The recent bankruptcy filing by American icon Sears after 125 years in business sent a shudder through the retail sector. But does it mark the end of old-fashioned stores where shoppers can browse? Not at all. Consumer habits are changing, but one that hasn't is the interest in going to an actual store.

E-commerce sales have steadily climbed since the Census Bureau began tracking them in 1999. But the latest figures from early in 2018 show that online purchasing is still only about 10 percent of all retail.

More than two-thirds of adult consumers said they either tended to shop more in stores or equally online and in stores, according to a Morning Consult poll of the 2017 holiday season. Only 24 percent tended to shop more online. Even for adult consumers ages 18-29, just 26 percent used e-commerce more.

And when it comes to holiday buying, the emphasis is still on the store, with Black Friday winning out over Cyber Monday. Even among young adults, 58 percent preferred stores right after Thanksgiving, while 42 percent favored going online for the relatively new e-commerce event. In fact, it was people 45 and older who would rather shop on Cyber Monday than Black Friday.

As Kelli Hollinger, director of the Center for Retailing Studies at Texas A&M, told Morning Consult, "[Holiday shopping is] about choosing something that expresses your love for friends, family, or teachers. And that’s why many people will still venture to stores to personally choose the right gift."

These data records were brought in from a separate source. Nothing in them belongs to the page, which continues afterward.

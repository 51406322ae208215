use std::fmt;

/// Error returned by a lifecycle observer.
///
/// `Validation` and `PropagationStopped` decline the operation (the save
/// method answers `false`/`None`); `Observer` is a genuine failure and is
/// propagated to the caller.
#[derive(Debug, Clone)]
pub enum EventError {
    Validation {
        attribute: String,
        message: String,
    },
    Observer {
        message: String,
    },
    PropagationStopped {
        reason: String,
    },
}

impl EventError {
    pub fn validation(attribute: &str, message: &str) -> Self {
        Self::Validation {
            attribute: attribute.to_string(),
            message: message.to_string(),
        }
    }

    pub fn observer(message: &str) -> Self {
        Self::Observer {
            message: message.to_string(),
        }
    }

    pub fn propagation_stopped(reason: &str) -> Self {
        Self::PropagationStopped {
            reason: reason.to_string(),
        }
    }

    /// Whether the error declines the operation instead of failing it
    pub fn is_cancellation(&self) -> bool {
        matches!(
            self,
            EventError::Validation { .. } | EventError::PropagationStopped { .. }
        )
    }
}

impl fmt::Display for EventError {
    fn fmt(&self, f: &mut fmt::Formatter<'_>) -> fmt::Result {
        match self {
            EventError::Validation { attribute, message } => {
                write!(f, "Validation error on '{}': {}", attribute, message)
            }
            EventError::Observer { message } => write!(f, "Observer error: {}", message),
            EventError::PropagationStopped { reason } => {
                write!(f, "Event propagation stopped: {}", reason)
            }
        }
    }
}

impl std::error::Error for EventError {}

Even the oft-maligned mall is still alive, according to D.A. Davidson senior research analyst John Morris. In a September research update, he noted "store rents holding firm in most top-tier malls" because the locations let brands create destinations for consumers.

The industry has noticed, and responded in kind. A 2018 study from the National Retail Federation and market analyst firm Forrester showed more retailers were planning to open rather than close stores in 2018. The worlds of online and physical retail are interdependent and need each other.

"Products ordered online are increasingly picked up in-store or shipped from a nearby store, and digital technology being used at brick-and-mortar locations lets retailers help customers find what they want or make the sale, even if the product is out of stock," said Mark Matthews, NRF Vice President for Research Development and Industry Analysis.

Even some big online names have found that they need to have a physical presence. Amazon is the biggest example, with its acquisition of Whole Foods. In addition to high-priced groceries, the locations also have lock boxes where Amazon shoppers can pick up their purchases.

But Amazon also has more than 100 physical book stores and pop-up locations across 22 states and the District of Columbia. That doesn't count the checkout-free Amazon Go food stores. At the end of 2017, Amazon operated more than 20 million square-feet of retail space in the U.S. and another 202,000 in the rest of the world.

Online eyewear brand Warby Parker has 87 locations between the U.S. and Canada, and luxury home goods and bedding seller Boll & Branch has experimented with temporary pop-up stores — and plans to launch multiple permanent stores within the next two years.

So, yes, physical stores do still exist, and will do so for as long as people want to shop — and retailers want to profit.